INSHALLAH! – Apesar de Teerã ter rejeitado publicamente as propostas dos Estados Unidos para o fim do conflito, a Casa Branca afirma que as negociações de paz com o Irã estão em andamento. E ontem os mercados decidiram acreditar nisso.


… Uma outra leitura para o otimismo de Wall Street – que pode virar a qualquer momento – é o grande esforço demonstrado por Trump para conseguir um acordo, porque a guerra já está causando estragos para a economia americana e a imagem do presidente.

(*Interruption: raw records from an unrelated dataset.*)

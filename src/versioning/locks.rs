//! Per-resource lock table
//!
//! One async mutex per `(resource_type, resource_id)`, created lazily and
//! pruned opportunistically once nothing holds it. Saves to disjoint
//! resources run fully in parallel; saves to the same resource serialize.
//! There is no global writer lock.

use std::sync::Arc;
use std::time::Duration;

use dashmap::DashMap;
use tokio::sync::{Mutex, OwnedMutexGuard};

use super::record::ResourceType;
use super::{Result, VersionError};

/// How many acquisitions between pruning passes over idle locks.
const PRUNE_EVERY: u64 = 64;

/// Lock table keyed by resource identity.
pub struct ResourceLockTable {
    locks: DashMap<(ResourceType, String), Arc<Mutex<()>>>,
    acquisitions: std::sync::atomic::AtomicU64,
}

impl ResourceLockTable {
    /// Create an empty table.
    pub fn new() -> Self {
        Self {
            locks: DashMap::new(),
            acquisitions: std::sync::atomic::AtomicU64::new(0),
        }
    }

    /// Acquire the lock for a resource, waiting at most `timeout`.
    pub async fn acquire(
        &self,
        resource_type: ResourceType,
        resource_id: &str,
        timeout: Duration,
    ) -> Result<OwnedMutexGuard<()>> {
        let lock = self
            .locks
            .entry((resource_type, resource_id.to_string()))
            .or_insert_with(|| Arc::new(Mutex::new(())))
            .clone();

        let count = self
            .acquisitions
            .fetch_add(1, std::sync::atomic::Ordering::Relaxed);
        if count % PRUNE_EVERY == PRUNE_EVERY - 1 {
            self.prune();
        }

        tokio::time::timeout(timeout, lock.lock_owned())
            .await
            .map_err(|_| VersionError::LockTimeout {
                resource: format!("{resource_type}:{resource_id}"),
            })
    }

    /// Drop map entries whose mutex has no holders and no waiters. The guard
    /// keeps its own `Arc`, so removing the entry never unlocks anything.
    fn prune(&self) {
        self.locks
            .retain(|_, lock| Arc::strong_count(lock) > 1 || lock.try_lock().is_err());
    }

    /// Number of tracked locks (pruning makes this approximate).
    pub fn len(&self) -> usize {
        self.locks.len()
    }

    /// Whether the table is empty.
    pub fn is_empty(&self) -> bool {
        self.locks.is_empty()
    }
}

impl Default for ResourceLockTable {
    fn default() -> Self {
        Self::new()
    }
}

#[cfg(test)]
mod tests {
    use super::*;

    #[tokio::test]
    async fn test_same_resource_serializes() {
        let table = Arc::new(ResourceLockTable::new());

        let guard = table
            .acquire(ResourceType::Corpus, "en", Duration::from_secs(1))
            .await
            .unwrap();

        // Second acquire on the same resource must time out while held
        let err = table
            .acquire(ResourceType::Corpus, "en", Duration::from_millis(20))
            .await;
        assert!(matches!(err, Err(VersionError::LockTimeout { .. })));

        drop(guard);
        assert!(table
            .acquire(ResourceType::Corpus, "en", Duration::from_millis(100))
            .await
            .is_ok());
    }

    #[tokio::test]
    async fn test_disjoint_resources_do_not_block() {
        let table = ResourceLockTable::new();

        let _a = table
            .acquire(ResourceType::Corpus, "en", Duration::from_secs(1))
            .await
            .unwrap();
        // Different resource id: acquires immediately
        let _b = table
            .acquire(ResourceType::Corpus, "fr", Duration::from_millis(50))
            .await
            .unwrap();
        // Different resource type, same id: also independent
        let _c = table
            .acquire(ResourceType::TrieIndex, "en", Duration::from_millis(50))
            .await
            .unwrap();
    }

    #[tokio::test]
    async fn test_prune_keeps_held_locks() {
        let table = ResourceLockTable::new();
        let guard = table
            .acquire(ResourceType::Generic, "held", Duration::from_secs(1))
            .await
            .unwrap();

        table.prune();
        assert_eq!(table.len(), 1);

        drop(guard);
        table.prune();
        assert!(table.is_empty());
    }
}
//! Canonical JSON serialization
//!
//! Canonical form: object keys sorted, no insignificant whitespace, strings
//! normalized to Unicode NFC, numbers rendered by serde_json's shortest-form
//! formatter (ryu/itoa, platform independent). Two logically equal values
//! always produce identical bytes, which is what makes content hashes stable
//! across processes and machines.

use serde_json::{Map, Value};
use unicode_normalization::{is_nfc, UnicodeNormalization};

/// Rewrite a JSON value into canonical form.
///
/// Strings (including object keys) are normalized to NFC. Object key order is
/// handled by `serde_json::Map` itself, which keeps keys sorted.
pub fn canonicalize(value: &Value) -> Value {
    match value {
        Value::String(s) => Value::String(nfc(s)),
        Value::Array(items) => Value::Array(items.iter().map(canonicalize).collect()),
        Value::Object(map) => {
            let mut out = Map::new();
            for (key, item) in map {
                out.insert(nfc(key), canonicalize(item));
            }
            Value::Object(out)
        }
        other => other.clone(),
    }
}

/// Serialize a JSON value to canonical bytes.
pub fn canonical_json_bytes(value: &Value) -> serde_json::Result<Vec<u8>> {
    serde_json::to_vec(&canonicalize(value))
}

/// Serialize a JSON value to a canonical string.
pub fn canonical_json_string(value: &Value) -> serde_json::Result<String> {
    serde_json::to_string(&canonicalize(value))
}

fn nfc(s: &str) -> String {
    if is_nfc(s) {
        s.to_string()
    } else {
        s.nfc().collect()
    }
}

#[cfg(test)]
mod tests {
    use super::*;
    use serde_json::json;

    #[test]
    fn test_key_order_is_stable() {
        let a = json!({"b": 1, "a": 2, "c": {"z": 0, "y": 1}});
        let b = json!({"c": {"y": 1, "z": 0}, "a": 2, "b": 1});

        assert_eq!(
            canonical_json_bytes(&a).unwrap(),
            canonical_json_bytes(&b).unwrap()
        );
    }

    #[test]
    fn test_no_whitespace() {
        let value = json!({"words": ["a", "b"], "n": 3});
        let text = canonical_json_string(&value).unwrap();
        assert!(!text.contains(' '));
        assert_eq!(text, r#"{"n":3,"words":["a","b"]}"#);
    }

    #[test]
    fn test_nfc_normalization() {
        // "é" as a single code point vs "e" + combining acute accent
        let composed = json!({ "word": "caf\u{e9}" });
        let decomposed = json!({ "word": "cafe\u{301}" });

        assert_eq!(
            canonical_json_bytes(&composed).unwrap(),
            canonical_json_bytes(&decomposed).unwrap()
        );
    }

    #[test]
    fn test_array_order_is_preserved() {
        let a = json!({"vocab": ["a", "b"]});
        let b = json!({"vocab": ["b", "a"]});
        assert_ne!(
            canonical_json_bytes(&a).unwrap(),
            canonical_json_bytes(&b).unwrap()
        );
    }
}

… Analistas do Swissquote acreditam que os esforços unilaterais dos Estados Unidos dão alguma esperança aos mercados para o fim do conflito. “Está claro que Trump quer que esta guerra termine. Se ele conseguirá fazer isso acontecer, ainda é uma incógnita.”

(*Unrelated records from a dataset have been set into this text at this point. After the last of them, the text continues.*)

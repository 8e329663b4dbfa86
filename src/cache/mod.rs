//! # Two-Tier Namespace-Partitioned Cache
//!
//! Provides the hot/warm storage stack used by the versioning core:
//! - Memory tier: per-namespace LRU with per-entry TTL (fastest, bounded)
//! - Disk tier: persistent sled-backed KV store, TTL-aware, size-capped
//!
//! Values are JSON documents. Writes serialize to canonical JSON (sorted
//! keys) so that content hashes computed over cached bytes are stable, then
//! compress per namespace policy before hitting the disk tier. Reads check
//! memory first and promote warm disk hits back into memory.

pub mod codec;
pub mod disk;
pub mod manager;
pub mod memory;

use std::collections::HashMap;
use std::path::PathBuf;
use std::time::Duration;

use serde::{Deserialize, Serialize};

pub use codec::{CodecConfig, CodecError, CompressionAlgorithm};
pub use disk::DiskCache;
pub use manager::{CacheManager, CacheStatsSnapshot};
pub use memory::MemoryCache;

/// Cache error types
#[derive(Debug, thiserror::Error)]
pub enum CacheError {
    /// Disk-tier write failure. Surfaced to the caller; never swallowed.
    #[error("Cache write failed: {0}")]
    WriteFailed(String),

    /// Backend (sled) failure with the original cause preserved.
    #[error("Cache backend error: {0}")]
    Backend(#[from] sled::Error),

    /// Compression codec error
    #[error("Codec error: {0}")]
    Codec(#[from] CodecError),

    /// Serialization error
    #[error("Serialization error: {0}")]
    Serialization(#[from] serde_json::Error),

    /// Binary frame encoding error
    #[error("Frame encoding error: {0}")]
    Frame(#[from] bincode::Error),

    /// I/O error
    #[error("I/O error: {0}")]
    Io(#[from] std::io::Error),

    /// Invalid input rejected before any mutation
    #[error("Invalid cache input: {0}")]
    InvalidInput(String),
}

/// Result type for cache operations
pub type Result<T> = std::result::Result<T, CacheError>;

/// Cache partition label.
///
/// Closed enum: every versioned resource type maps to exactly one namespace,
/// and every namespace carries its own limits and compression policy.
#[derive(Debug, Clone, Copy, PartialEq, Eq, Hash, Serialize, Deserialize)]
#[serde(rename_all = "snake_case")]
pub enum Namespace {
    /// Corpus documents (vocabulary and derived maps)
    Corpus,
    /// Search index manifests
    Search,
    /// Serialized trie + bloom payloads
    Trie,
    /// Semantic embeddings and ANN payloads
    Semantic,
    /// Everything else
    Default,
}

impl Namespace {
    /// All namespaces, in declaration order.
    pub const ALL: [Namespace; 5] = [
        Namespace::Corpus,
        Namespace::Search,
        Namespace::Trie,
        Namespace::Semantic,
        Namespace::Default,
    ];

    /// Stable label used in disk tree names and cache keys.
    pub fn label(&self) -> &'static str {
        match self {
            Namespace::Corpus => "corpus",
            Namespace::Search => "search",
            Namespace::Trie => "trie",
            Namespace::Semantic => "semantic",
            Namespace::Default => "default",
        }
    }
}

impl std::fmt::Display for Namespace {
    fn fmt(&self, f: &mut std::fmt::Formatter<'_>) -> std::fmt::Result {
        f.write_str(self.label())
    }
}

/// Per-namespace cache policy
#[derive(Debug, Clone, Serialize, Deserialize)]
pub struct NamespaceConfig {
    /// Maximum number of entries held in memory
    pub memory_limit: usize,
    /// Memory-tier TTL (None = no expiry)
    pub memory_ttl: Option<Duration>,
    /// Disk-tier TTL (None = no expiry)
    pub disk_ttl: Option<Duration>,
    /// Compression applied to disk-tier payloads
    pub compression: CompressionAlgorithm,
}

impl Default for NamespaceConfig {
    fn default() -> Self {
        Self {
            memory_limit: 1024,
            memory_ttl: Some(Duration::from_secs(600)),
            disk_ttl: Some(Duration::from_secs(86_400)),
            compression: CompressionAlgorithm::None,
        }
    }
}

/// Cache configuration
#[derive(Debug, Clone, Serialize, Deserialize)]
pub struct CacheConfig {
    /// Disk-tier directory
    pub directory: PathBuf,
    /// Disk-tier size cap in bytes
    pub max_disk_bytes: u64,
    /// Background TTL reaper interval
    pub reaper_interval: Duration,
    /// Codec tuning (compression level, minimum gain)
    pub codec: CodecConfig,
    /// Per-namespace overrides; namespaces absent here use built-in defaults
    pub namespaces: HashMap<Namespace, NamespaceConfig>,
}

impl Default for CacheConfig {
    fn default() -> Self {
        Self {
            directory: PathBuf::from("./lexarc-cache"),
            max_disk_bytes: 10 * 1024 * 1024 * 1024, // 10 GiB
            reaper_interval: Duration::from_secs(300),
            codec: CodecConfig::default(),
            namespaces: HashMap::new(),
        }
    }
}

impl CacheConfig {
    /// Resolve the effective policy for a namespace.
    pub fn namespace(&self, ns: Namespace) -> NamespaceConfig {
        if let Some(cfg) = self.namespaces.get(&ns) {
            return cfg.clone();
        }
        match ns {
            Namespace::Corpus => NamespaceConfig {
                memory_limit: 256,
                memory_ttl: Some(Duration::from_secs(3600)),
                disk_ttl: Some(Duration::from_secs(7 * 86_400)),
                compression: CompressionAlgorithm::Zstd,
            },
            Namespace::Search => NamespaceConfig {
                memory_limit: 512,
                memory_ttl: Some(Duration::from_secs(1800)),
                disk_ttl: Some(Duration::from_secs(86_400)),
                compression: CompressionAlgorithm::Lz4,
            },
            Namespace::Trie => NamespaceConfig {
                memory_limit: 64,
                memory_ttl: Some(Duration::from_secs(3600)),
                disk_ttl: Some(Duration::from_secs(7 * 86_400)),
                compression: CompressionAlgorithm::Zstd,
            },
            Namespace::Semantic => NamespaceConfig {
                memory_limit: 32,
                memory_ttl: Some(Duration::from_secs(7200)),
                disk_ttl: Some(Duration::from_secs(7 * 86_400)),
                compression: CompressionAlgorithm::Zstd,
            },
            Namespace::Default => NamespaceConfig::default(),
        }
    }
}

#[cfg(test)]
mod tests {
    use super::*;

    #[test]
    fn test_namespace_labels_are_unique() {
        let labels: std::collections::HashSet<_> =
            Namespace::ALL.iter().map(|ns| ns.label()).collect();
        assert_eq!(labels.len(), Namespace::ALL.len());
    }

    #[test]
    fn test_namespace_override_wins() {
        let mut config = CacheConfig::default();
        config.namespaces.insert(
            Namespace::Corpus,
            NamespaceConfig {
                memory_limit: 7,
                ..NamespaceConfig::default()
            },
        );
        assert_eq!(config.namespace(Namespace::Corpus).memory_limit, 7);
        // Untouched namespaces keep their built-in defaults
        assert_eq!(config.namespace(Namespace::Trie).memory_limit, 64);
    }
}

… O presidente Donald Trump, no entanto, não quer sair por baixo dessa guerra e, ao mesmo tempo que repete que “o Irã quer fazer um acordo”, continua lançando ameaças se o regime dos aiatolás não ceder às suas pressões.


… “Se o Irã não aceitar a realidade do momento atual, Trump garantirá que eles sejam atingidos com mais força do que jamais foram. O presidente Trump não blefa e está preparado para desencadear o inferno”, disse a porta-voz da Casa Branca, Karoline Leavitt.

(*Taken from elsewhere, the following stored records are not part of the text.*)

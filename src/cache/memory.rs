//! In-memory LRU cache tier
//!
//! One `MemoryCache` per namespace. Entries carry an optional per-entry TTL
//! enforced on read (an expired entry counts as a miss and is dropped).
//! Capacity is a hard bound: inserting into a full cache evicts the least
//! recently used entry. Eviction drops entries from memory only; the disk
//! tier is untouched.

use std::num::NonZeroUsize;
use std::sync::atomic::{AtomicU64, Ordering};
use std::sync::Arc;
use std::time::{Duration, Instant};

use lru::LruCache;
use parking_lot::Mutex;
use serde::Serialize;
use serde_json::Value;

struct MemoryEntry {
    value: Arc<Value>,
    expires_at: Option<Instant>,
}

impl MemoryEntry {
    fn is_expired(&self) -> bool {
        self.expires_at.is_some_and(|at| Instant::now() >= at)
    }
}

/// Immutable snapshot of memory-tier counters.
#[derive(Debug, Clone, Copy, Default, PartialEq, Eq, Serialize)]
pub struct MemoryStats {
    /// Reads served from memory
    pub hits: u64,
    /// Reads that fell through (absent or expired)
    pub misses: u64,
    /// Entries dropped to make room
    pub evictions: u64,
    /// Entries currently resident
    pub entries: usize,
}

/// Bounded per-namespace LRU cache.
pub struct MemoryCache {
    entries: Mutex<LruCache<String, MemoryEntry>>,
    hits: AtomicU64,
    misses: AtomicU64,
    evictions: AtomicU64,
}

impl MemoryCache {
    /// Create a cache bounded to `limit` entries (minimum 1).
    pub fn new(limit: usize) -> Self {
        let cap = NonZeroUsize::new(limit.max(1)).expect("max(1) is non-zero");
        Self {
            entries: Mutex::new(LruCache::new(cap)),
            hits: AtomicU64::new(0),
            misses: AtomicU64::new(0),
            evictions: AtomicU64::new(0),
        }
    }

    /// Look up a key, updating recency. Expired entries are removed and
    /// reported as misses.
    pub fn get(&self, key: &str) -> Option<Arc<Value>> {
        let mut entries = self.entries.lock();
        match entries.get(key) {
            Some(entry) if !entry.is_expired() => {
                let value = Arc::clone(&entry.value);
                self.hits.fetch_add(1, Ordering::Relaxed);
                Some(value)
            }
            Some(_) => {
                entries.pop(key);
                self.misses.fetch_add(1, Ordering::Relaxed);
                None
            }
            None => {
                self.misses.fetch_add(1, Ordering::Relaxed);
                None
            }
        }
    }

    /// Insert a value, evicting the least recently used entry when full.
    pub fn set(&self, key: &str, value: Arc<Value>, ttl: Option<Duration>) {
        let entry = MemoryEntry {
            value,
            expires_at: ttl.map(|d| Instant::now() + d),
        };
        let mut entries = self.entries.lock();
        if let Some((evicted_key, _)) = entries.push(key.to_string(), entry) {
            // push returns the displaced pair: either the old value under the
            // same key (a replacement) or the LRU victim (an eviction).
            if evicted_key != key {
                self.evictions.fetch_add(1, Ordering::Relaxed);
            }
        }
    }

    /// Remove a key. No-op when absent.
    pub fn remove(&self, key: &str) {
        self.entries.lock().pop(key);
    }

    /// Drop every entry.
    pub fn clear(&self) {
        self.entries.lock().clear();
    }

    /// Number of resident entries (including not-yet-reaped expired ones).
    pub fn len(&self) -> usize {
        self.entries.lock().len()
    }

    /// Whether the cache is empty.
    pub fn is_empty(&self) -> bool {
        self.len() == 0
    }

    /// Counter snapshot.
    pub fn stats(&self) -> MemoryStats {
        MemoryStats {
            hits: self.hits.load(Ordering::Relaxed),
            misses: self.misses.load(Ordering::Relaxed),
            evictions: self.evictions.load(Ordering::Relaxed),
            entries: self.len(),
        }
    }
}

#[cfg(test)]
mod tests {
    use super::*;
    use serde_json::json;

    fn val(n: i64) -> Arc<Value> {
        Arc::new(json!({ "n": n }))
    }

    #[test]
    fn test_get_set_and_stats() {
        let cache = MemoryCache::new(4);
        cache.set("a", val(1), None);

        assert_eq!(cache.get("a").unwrap().as_ref(), &json!({"n": 1}));
        assert!(cache.get("b").is_none());

        let stats = cache.stats();
        assert_eq!(stats.hits, 1);
        assert_eq!(stats.misses, 1);
        assert_eq!(stats.entries, 1);
    }

    #[test]
    fn test_capacity_bound_and_lru_eviction() {
        let cache = MemoryCache::new(2);
        cache.set("a", val(1), None);
        cache.set("b", val(2), None);

        // Touch "a" so "b" becomes the LRU victim
        cache.get("a");
        cache.set("c", val(3), None);

        assert!(cache.len() <= 2);
        assert!(cache.get("a").is_some());
        assert!(cache.get("b").is_none());
        assert!(cache.get("c").is_some());
        assert_eq!(cache.stats().evictions, 1);
    }

    #[test]
    fn test_replacement_is_not_an_eviction() {
        let cache = MemoryCache::new(2);
        cache.set("a", val(1), None);
        cache.set("a", val(2), None);
        assert_eq!(cache.stats().evictions, 0);
        assert_eq!(cache.get("a").unwrap().as_ref(), &json!({"n": 2}));
    }

    #[test]
    fn test_ttl_expiry_on_read() {
        let cache = MemoryCache::new(4);
        cache.set("a", val(1), Some(Duration::from_millis(0)));
        std::thread::sleep(Duration::from_millis(5));

        assert!(cache.get("a").is_none());
        assert_eq!(cache.stats().misses, 1);
        assert_eq!(cache.len(), 0);
    }
}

… Já o Irã ameaçou uma “resposta implacável” caso haja qualquer tentativa de ocupação de uma de suas ilhas, sugerindo que Estados Unidos e Israel estariam cogitando uma incursão contra a ilha de Kharg, onde se concentra a maior parte do petróleo iraniano.


… Para o analista da Macquarie, Benjamin Cohen, é provável que, nas próximas duas semanas, os Estados Unidos intensifiquem as ações militares na tentativa de pressionar o Irã a fazer concessões importantes.


… O prazo de cinco dias dado por Trump para negociar vence nesta sexta-feira e até agora há dúvidas sobre as chances de um acordo, enquanto ambos os lados continuam atacando e a guerra se aproxima de completar um mês.


… Leavitt afirmou que o governo “sempre estimou uma duração de aproximadamente quatro a seis semanas” para a guerra. Trump quer fechar um acordo no fim de semana. Segundo a CNN, o vice-presidente JD Vance poderá viajar ao Paquistão para negociações com o Irã.


… A maioria dos americanos acredita que os Estados Unidos foram longe demais contra o Irã, e muitos estão preocupados com o custo da gasolina, de acordo com uma nova pesquisa da Associated Press-NORC Center for Public Affairs Research (AP-NORC).


… O levantamento indica que cerca de 59% dos americanos consideram excessiva a ação militar, e que 45% estão “extremamente” ou “muito” preocupados com a capacidade de pagar pela gasolina nos próximos meses.


… Esse desgaste popular pode custar as eleições de meio de mandato para Trump, que poderá perder o controle do Congresso.


CHÁ DE CADEIRA – Ocupado com a guerra contra o Irã, Trump desmarcou a viagem que faria à China na semana que vem para se reunir com o líder Xi Jinping e remarcou a visita para os dias 14 e 15 de maio.


SEM COMPROMISSO – Galípolo deve confirmar nesta quinta-feira a mensagem cautelosa da ata do Copom de que o ritmo de ajuste da Selic continuará 100% condicionado à evolução da crise desencadeada pelo choque do petróleo.


… Se tudo se acomodar para a resolução do conflito, um corte de meio ponto da taxa básica de juro volta a ser considerado como uma aposta viável. Já um impasse que prolongue demais a ofensiva, pode pedir até pausa do BC.


… Está tudo nas mãos da guerra, que coloca o mundo na defensiva. Até Stephen Miran, Fed boy de Trump, reduziu a previsão de cortes de juros no ano, reconhecendo o impacto da escalada do petróleo sobre a pressão inflacionária.


… De seis quedas, ele passou a prever quatro, depois de ter subido a projeção para a inflação cheia para 2,7%.


… De seu lado, o Copom, no comunicado da semana passada, preferiu fazer um ajuste tímido no IPCA projetado para o horizonte relevante da política monetária (3Tri de 2027), de 3,2% para 3,3%, porque não sabe o que vai acontecer.


… Por enquanto, a barra está alta para uma possível aceleração no ritmo de cortes da Selic para 0,50 ponto. Mas daqui até a próxima reunião do Copom (28/4), ainda tem mais de um mês, tempo de sobra para muita coisa mudar.


… A Casa Branca reiterou ontem o cronograma de duração de quatro a seis semanas das operações no Irã. Por estes cálculos, como quase um mês já se passou desde o início da investida, estariam faltando 15 dias para o desfecho.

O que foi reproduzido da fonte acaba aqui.